2

I am trying to run a snakemake file but it is producing a weird result

refseq = 'refseq.fasta'
reads = '_R1_001'
reads2 = '_R2_001'
configfile: "config.yaml"
## Add config

def getsamples():
    import glob
    test = (glob.glob("*.fastq.gz"))
    samples = []
    for i in test:
        samples.append(i.rsplit('_', 2)[0])
    print(samples)
    return(samples)

def getbarcodes():
    with open('unique.barcodes.txt') as file:
        lines = [line.rstrip() for line in file]
    return(lines)

rule all:
    input:
        expand("called/{barcodes}{sample}_called.vcf", barcodes=getbarcodes(), sample=getsamples()),
        expand("mosdepth/{barcodes}{sample}.mosdepth.summary.txt", barcodes=getbarcodes(), sample=getsamples())


rule fastq_grep:
    input:
        R1 = "{sample}_R1_001.fastq.gz",
        R2 = "{sample}_R2_001.fastq.gz"
    output:
        "grepped/{barcodes}{sample}_R1_001.plate.fastq",
        "grepped/{barcodes}{sample}_R2_001.plate.fastq"
    shell:
        "fastq-grep -i '{wildcards.barcodes}' {input.R1} > {output} && fastq-grep -i '{wildcards.barcodes}' {input.R2} > {output}"



I have files in my directory with *.fastq.gz on the end of them but I get this:

Missing input files for rule fastq_grep: 0_R1_001.fastq.gz 0_R2_001.fastq.gz

Those two files do not exist, where is it getting them from?

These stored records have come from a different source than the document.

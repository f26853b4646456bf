//! fsmgr CLI - Command-line interface for the fsmgr file manager
//!
//! Provides commands for:
//! - Creating directories and uploading files
//! - Renaming, deleting and restoring items
//! - Inspecting items, the recycle bin and the audit trail
//! - Managing the configuration file

use std::path::PathBuf;
use std::process::ExitCode;

use clap::{Parser, Subcommand};
use tracing_subscriber::EnvFilter;

mod commands;
mod output;

use commands::{
    audit::AuditCommand,
    config::ConfigCommand,
    delete::{DeleteCommand, PurgeCommand},
    info::InfoCommand,
    mkdir::MkdirCommand,
    rename::RenameCommand,
    restore::{RestoreCommand, TrashCommand},
    upload::UploadCommand,
    Context,
};
use output::{get_formatter, report_error, OutputFormat};

#[derive(Debug, Parser)]
#[command(
    name = "fsmgr",
    version,
    about = "File manager keeping files and their metadata in step"
)]
pub struct Cli {
    /// Output in JSON format
    #[arg(long, global = true)]
    json: bool,

    /// Verbose output (can be repeated: -v, -vv, -vvv)
    #[arg(short, long, action = clap::ArgAction::Count, global = true)]
    verbose: u8,

    /// Use alternate config file
    #[arg(long, global = true)]
    config: Option<PathBuf>,

    /// Act as this user instead of identity.default_user
    #[arg(long, global = true)]
    user: Option<String>,

    /// Paths are form-encoded (%xx escapes, '+' for space)
    #[arg(long, global = true)]
    encoded: bool,

    /// Minimal output
    #[arg(short, long, global = true)]
    quiet: bool,

    #[command(subcommand)]
    command: Commands,
}

#[derive(Debug, Subcommand)]
pub enum Commands {
    /// Create a directory
    Mkdir(MkdirCommand),
    /// Upload one or more files into a directory
    Upload(UploadCommand),
    /// Rename a file or directory
    Rename(RenameCommand),
    /// Move files or directories to the recycle bin
    Delete(DeleteCommand),
    /// Permanently remove a recycled item
    Purge(PurgeCommand),
    /// Restore a recycled item to its original location
    Restore(RestoreCommand),
    /// Show details about a file or directory
    Info(InfoCommand),
    /// List the recycle bin
    Trash(TrashCommand),
    /// View audit log entries
    Audit(AuditCommand),
    /// View and manage configuration
    #[command(subcommand)]
    Config(ConfigCommand),
}

#[tokio::main]
async fn main() -> ExitCode {
    let cli = Cli::parse();

    let format = if cli.json {
        OutputFormat::Json
    } else {
        OutputFormat::Human
    };
    let ctx = Context::new(format, cli.config, cli.user, cli.encoded);

    // Setup tracing
    let filter = match (cli.quiet, cli.verbose) {
        (true, _) => "error".to_string(),
        (false, 0) => ctx.load_config().logging.level,
        (false, 1) => "debug".to_string(),
        (false, _) => "trace".to_string(),
    };
    let env_filter = EnvFilter::try_from_default_env().unwrap_or_else(|_| EnvFilter::new(filter));

    tracing_subscriber::fmt()
        .with_env_filter(env_filter)
        .with_target(false)
        .with_writer(std::io::stderr)
        .init();

    let result = match cli.command {
        Commands::Mkdir(cmd) => cmd.execute(&ctx).await,
        Commands::Upload(cmd) => cmd.execute(&ctx).await,
        Commands::Rename(cmd) => cmd.execute(&ctx).await,
        Commands::Delete(cmd) => cmd.execute(&ctx).await,
        Commands::Purge(cmd) => cmd.execute(&ctx).await,
        Commands::Restore(cmd) => cmd.execute(&ctx).await,
        Commands::Info(cmd) => cmd.execute(&ctx).await,
        Commands::Trash(cmd) => cmd.execute(&ctx).await,
        Commands::Audit(cmd) => cmd.execute(&ctx).await,
        Commands::Config(cmd) => cmd.execute(&ctx).await,
    };

    match result {
        Ok(()) => ExitCode::SUCCESS,
        Err(e) => {
            report_error(get_formatter(format).as_ref(), &e);
            ExitCode::FAILURE
        }
    }
}
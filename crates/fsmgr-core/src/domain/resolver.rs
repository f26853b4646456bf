//! Mapping between user input, canonical keys and real paths
//!
//! The managed root holds live items; the recycle root holds soft-deleted
//! ones, each top-level entry named after the base name of what was deleted.

use std::borrow::Cow;
use std::path::{Path, PathBuf};

use percent_encoding::percent_decode_str;

use super::errors::DomainError;
use super::newtypes::CanonicalPath;

/// Both forms of a resolved user path
#[derive(Debug, Clone, PartialEq, Eq)]
pub struct ResolvedPath {
    /// Location on disk
    pub absolute: PathBuf,
    /// Metadata key
    pub canonical: CanonicalPath,
}

/// Translates user-supplied paths for one managed root.
#[derive(Debug, Clone)]
pub struct PathResolver {
    root: PathBuf,
    recycle_root: PathBuf,
}

impl PathResolver {
    pub fn new(root: impl Into<PathBuf>, recycle_root: impl Into<PathBuf>) -> Self {
        Self {
            root: root.into(),
            recycle_root: recycle_root.into(),
        }
    }

    pub fn root(&self) -> &Path {
        &self.root
    }

    pub fn recycle_root(&self) -> &Path {
        &self.recycle_root
    }

    /// Resolve a relative user path.
    ///
    /// A leading separator is ignored, `\` is accepted as a separator.
    ///
    /// # Errors
    /// Returns `DomainError::PathOutsideRoot` for traversal attempts
    pub fn resolve(&self, user_path: &str) -> Result<ResolvedPath, DomainError> {
        let canonical = CanonicalPath::parse(user_path)?;
        let absolute = self.absolute(&canonical);
        if !absolute.starts_with(&self.root) {
            return Err(DomainError::PathOutsideRoot(user_path.to_string()));
        }
        Ok(ResolvedPath { absolute, canonical })
    }

    /// Decode form-encoded input (`%xx` escapes, `+` as space) and resolve it.
    ///
    /// # Errors
    /// Returns `DomainError::InvalidPath` when the decoded bytes are not
    /// UTF-8, otherwise the errors of [`PathResolver::resolve`]
    pub fn resolve_encoded(&self, raw: &str) -> Result<ResolvedPath, DomainError> {
        let decoded = decode_user_path(raw)?;
        self.resolve(&decoded)
    }

    /// Absolute location of a canonical path under the managed root
    pub fn absolute(&self, canonical: &CanonicalPath) -> PathBuf {
        let mut path = self.root.clone();
        for segment in canonical.segments() {
            path.push(segment);
        }
        path
    }

    /// Canonical key of an absolute path under the managed root
    ///
    /// # Errors
    /// Returns `DomainError::PathOutsideRoot` if `absolute` is elsewhere
    pub fn canonical_of(&self, absolute: &Path) -> Result<CanonicalPath, DomainError> {
        let relative = absolute
            .strip_prefix(&self.root)
            .map_err(|_| DomainError::PathOutsideRoot(absolute.display().to_string()))?;
        CanonicalPath::parse(&relative.to_string_lossy())
    }

    /// Top-level recycle entry for an item named `name`
    pub fn recycle_path(&self, name: &str) -> PathBuf {
        self.recycle_root.join(name)
    }

    /// Path of a recycle entry relative to the recycle root, used as a lock key
    ///
    /// # Errors
    /// Returns `DomainError::PathOutsideRoot` if `absolute` is not inside
    /// the recycle area
    pub fn recycle_key(&self, absolute: &Path) -> Result<CanonicalPath, DomainError> {
        let relative = absolute
            .strip_prefix(&self.recycle_root)
            .map_err(|_| DomainError::PathOutsideRoot(absolute.display().to_string()))?;
        CanonicalPath::parse(&relative.to_string_lossy())
    }
}

/// Form-style decoding used for paths arriving from request parameters.
///
/// # Errors
/// Returns `DomainError::InvalidPath` if the result is not valid UTF-8
pub fn decode_user_path(raw: &str) -> Result<String, DomainError> {
    let plus_decoded: Cow<'_, str> = if raw.contains('+') {
        Cow::Owned(raw.replace('+', " "))
    } else {
        Cow::Borrowed(raw)
    };
    percent_decode_str(&plus_decoded)
        .decode_utf8()
        .map(|s| s.into_owned())
        .map_err(|e| DomainError::InvalidPath(format!("{raw}: {e}")))
}
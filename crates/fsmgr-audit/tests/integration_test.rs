//! Integration test: AuditLogger -> SQLite -> query back

use std::sync::Arc;

use chrono::{Duration, Utc};
use fsmgr_audit::{AuditLogger, OperationRecord, CODE_ROLLBACK_FAILED, CODE_ROLLED_BACK};
use fsmgr_cache::{DatabasePool, SqliteMetadataStore};
use fsmgr_core::{
    domain::{Actor, AuditAction, AuditResult, ItemId, OperationId, OperationKind},
    ports::IMetadataStore,
};

async fn make_store() -> Arc<SqliteMetadataStore> {
    let pool = DatabasePool::in_memory()
        .await
        .expect("Failed to create in-memory database");
    Arc::new(SqliteMetadataStore::new(pool.pool().clone()))
}

fn record(actor: &Actor, kind: OperationKind) -> OperationRecord<'_> {
    OperationRecord {
        operation: OperationId::new(),
        kind,
        actor,
        item_id: Some(ItemId::new(5)),
        from: Some("docs".to_string()),
        to: Some("archive".to_string()),
        duration_ms: 3,
    }
}

#[tokio::test]
async fn test_committed_and_failed_entries_are_persisted() {
    let store = make_store().await;
    let logger = AuditLogger::new(Arc::clone(&store) as Arc<dyn IMetadataStore>);
    let actor = Actor::new("alice").unwrap();

    logger.log_committed(&record(&actor, OperationKind::Rename)).await;
    logger
        .log_rolled_back(&record(&actor, OperationKind::SoftDelete), "disk full")
        .await;
    logger
        .log_diverged(
            &record(&actor, OperationKind::Restore),
            "commit failed",
            "permission denied",
        )
        .await;

    let trail = store.get_audit_trail(ItemId::new(5)).await.unwrap();
    assert_eq!(trail.len(), 3);

    assert_eq!(trail[0].action(), AuditAction::Rename);
    assert!(trail[0].result().is_success());
    assert_eq!(trail[0].actor(), Some("alice"));
    assert_eq!(trail[0].details()["to"], "archive");

    assert_eq!(trail[1].action(), AuditAction::SoftDelete);
    assert_eq!(
        trail[1].result(),
        &AuditResult::failed(CODE_ROLLED_BACK, "disk full")
    );

    assert_eq!(trail[2].action(), AuditAction::Restore);
    match trail[2].result() {
        AuditResult::Failed { code, message } => {
            assert_eq!(code, CODE_ROLLBACK_FAILED);
            assert!(message.contains("permission denied"));
        }
        other => panic!("expected failure, got {other:?}"),
    }
    assert_eq!(trail[2].details()["rollback_error"], "permission denied");

    let since = store
        .get_audit_since(Utc::now() - Duration::minutes(1), 10)
        .await
        .unwrap();
    assert_eq!(since.len(), 3);
}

I would expect to see a lot of fastq files that are in my directory but it is only listing one file that does not exist.

  • 1
    Fixed: Like Sultan said it's a wildcard constraint problem. So I was able to address it by constraining my first wildcard to just characters with [a-z-A-Z]+$ – LucasCortes Dec 02 '22 at 16:30

1 Answers1

1

It's a common problem due to {barcodes}{sample} pattern.

Snakemake won't know where {barcodes} ends and where {sample} starts without a wildcard_constraint. Right now, snakemake is thinking that your sample wildcard is just a 0.

SultanOrazbayev
  • 14,900
  • 3
  • 16
  • 46